**Input for this task:**
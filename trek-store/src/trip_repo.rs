use async_trait::async_trait;
use rust_decimal::Decimal;
use sqlx::SqlitePool;
use std::str::FromStr;
use trek_core::repository::TripRepository;
use trek_core::{NewTrip, StoreError, StoreResult, Trip};
use tracing::info;

use crate::store_error;

pub struct StoreTripRepository {
    pool: SqlitePool,
}

impl StoreTripRepository {
    pub fn new(pool: SqlitePool) -> Self {
        Self { pool }
    }
}

// Prices are kept as TEXT so no precision is lost on the way through SQLite
#[derive(sqlx::FromRow)]
struct TripRow {
    id: i64,
    name: String,
    description: Option<String>,
    price: String,
}

impl TryFrom<TripRow> for Trip {
    type Error = StoreError;

    fn try_from(row: TripRow) -> Result<Self, Self::Error> {
        let price = Decimal::from_str(&row.price)
            .map_err(|e| StoreError::Corrupt(format!("trip {} price {:?}: {}", row.id, row.price, e)))?;

        Ok(Trip {
            id: row.id,
            name: row.name,
            description: row.description,
            price,
        })
    }
}

#[async_trait]
impl TripRepository for StoreTripRepository {
    async fn list_trips(&self) -> StoreResult<Vec<Trip>> {
        let rows = sqlx::query_as::<_, TripRow>(
            "SELECT id, name, description, price FROM trips ORDER BY id",
        )
        .fetch_all(&self.pool)
        .await
        .map_err(store_error)?;

        rows.into_iter().map(Trip::try_from).collect()
    }

    async fn get_trip(&self, id: i64) -> StoreResult<Option<Trip>> {
        let row = sqlx::query_as::<_, TripRow>(
            "SELECT id, name, description, price FROM trips WHERE id = ?",
        )
        .bind(id)
        .fetch_optional(&self.pool)
        .await
        .map_err(store_error)?;

        row.map(Trip::try_from).transpose()
    }

    async fn seed_trips(&self, trips: &[NewTrip]) -> StoreResult<u64> {
        let mut tx = self.pool.begin().await.map_err(store_error)?;
        let mut inserted = 0;

        for trip in trips {
            let result = sqlx::query(
                r#"
                INSERT INTO trips (name, description, price)
                SELECT ?, ?, ?
                WHERE NOT EXISTS (SELECT 1 FROM trips WHERE name = ?)
                "#,
            )
            .bind(&trip.name)
            .bind(&trip.description)
            .bind(trip.price.to_string())
            .bind(&trip.name)
            .execute(&mut *tx)
            .await
            .map_err(store_error)?;

            inserted += result.rows_affected();
        }

        tx.commit().await.map_err(store_error)?;

        info!("Seeded {} trip(s)", inserted);
        Ok(inserted)
    }
}
pub mod auth;

pub use auth::{require_auth, AuthenticatedUser};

**Task to carry out:** A complete, exact copy of the material is required.

**Finished task:**
filename trek-store/src/trip_repo.rs
use async_trait::async_trait;
use rust_decimal::Decimal;
use sqlx::SqlitePool;
use std::str::FromStr;
use trek_core::repository::TripRepository;
use trek_core::{NewTrip, StoreError, StoreResult, Trip};
use tracing::info;

use crate::store_error;

pub struct StoreTripRepository {
    pool: SqlitePool,
}

impl StoreTripRepository {
    pub fn new(pool: SqlitePool) -> Self {
        Self { pool }
    }
}

// Prices are kept as TEXT so no precision is lost on the way through SQLite
#[derive(sqlx::FromRow)]
struct TripRow {
    id: i64,
    name: String,
    description: Option<String>,
    price: String,
}

impl TryFrom<TripRow> for Trip {
    type Error = StoreError;

    fn try_from(row: TripRow) -> Result<Self, Self::Error> {
        let price = Decimal::from_str(&row.price)
            .map_err(|e| StoreError::Corrupt(format!("trip {} price {:?}: {}", row.id, row.price, e)))?;

        Ok(Trip {
            id: row.id,
            name: row.name,
            description: row.description,
            price,
        })
    }
}

#[async_trait]
impl TripRepository for StoreTripRepository {
    async fn list_trips(&self) -> StoreResult<Vec<Trip>> {
        let rows = sqlx::query_as::<_, TripRow>(
            "SELECT id, name, description, price FROM trips ORDER BY id",
        )
        .fetch_all(&self.pool)
        .await
        .map_err(store_error)?;

        rows.into_iter().map(Trip::try_from).collect()
    }

    async fn get_trip(&self, id: i64) -> StoreResult<Option<Trip>> {
        let row = sqlx::query_as::<_, TripRow>(
            "SELECT id, name, description, price FROM trips WHERE id = ?",
        )
        .bind(id)
        .fetch_optional(&self.pool)
        .await
        .map_err(store_error)?;

        row.map(Trip::try_from).transpose()
    }

    async fn seed_trips(&self, trips: &[NewTrip]) -> StoreResult<u64> {
        let mut tx = self.pool.begin().await.map_err(store_error)?;
        let mut inserted = 0;

        for trip in trips {
            let result = sqlx::query(
                r#"
                INSERT INTO trips (name, description, price)
                SELECT ?, ?, ?
                WHERE NOT EXISTS (SELECT 1 FROM trips WHERE name = ?)
                "#,
            )
            .bind(&trip.name)
            .bind(&trip.description)
            .bind(trip.price.to_string())
            .bind(&trip.name)
            .execute(&mut *tx)
            .await
            .map_err(store_error)?;

            inserted += result.rows_affected();
        }

        tx.commit().await.map_err(store_error)?;

        info!("Seeded {} trip(s)", inserted);
        Ok(inserted)
    }
}
pub mod auth;

pub use auth::{require_auth, AuthenticatedUser};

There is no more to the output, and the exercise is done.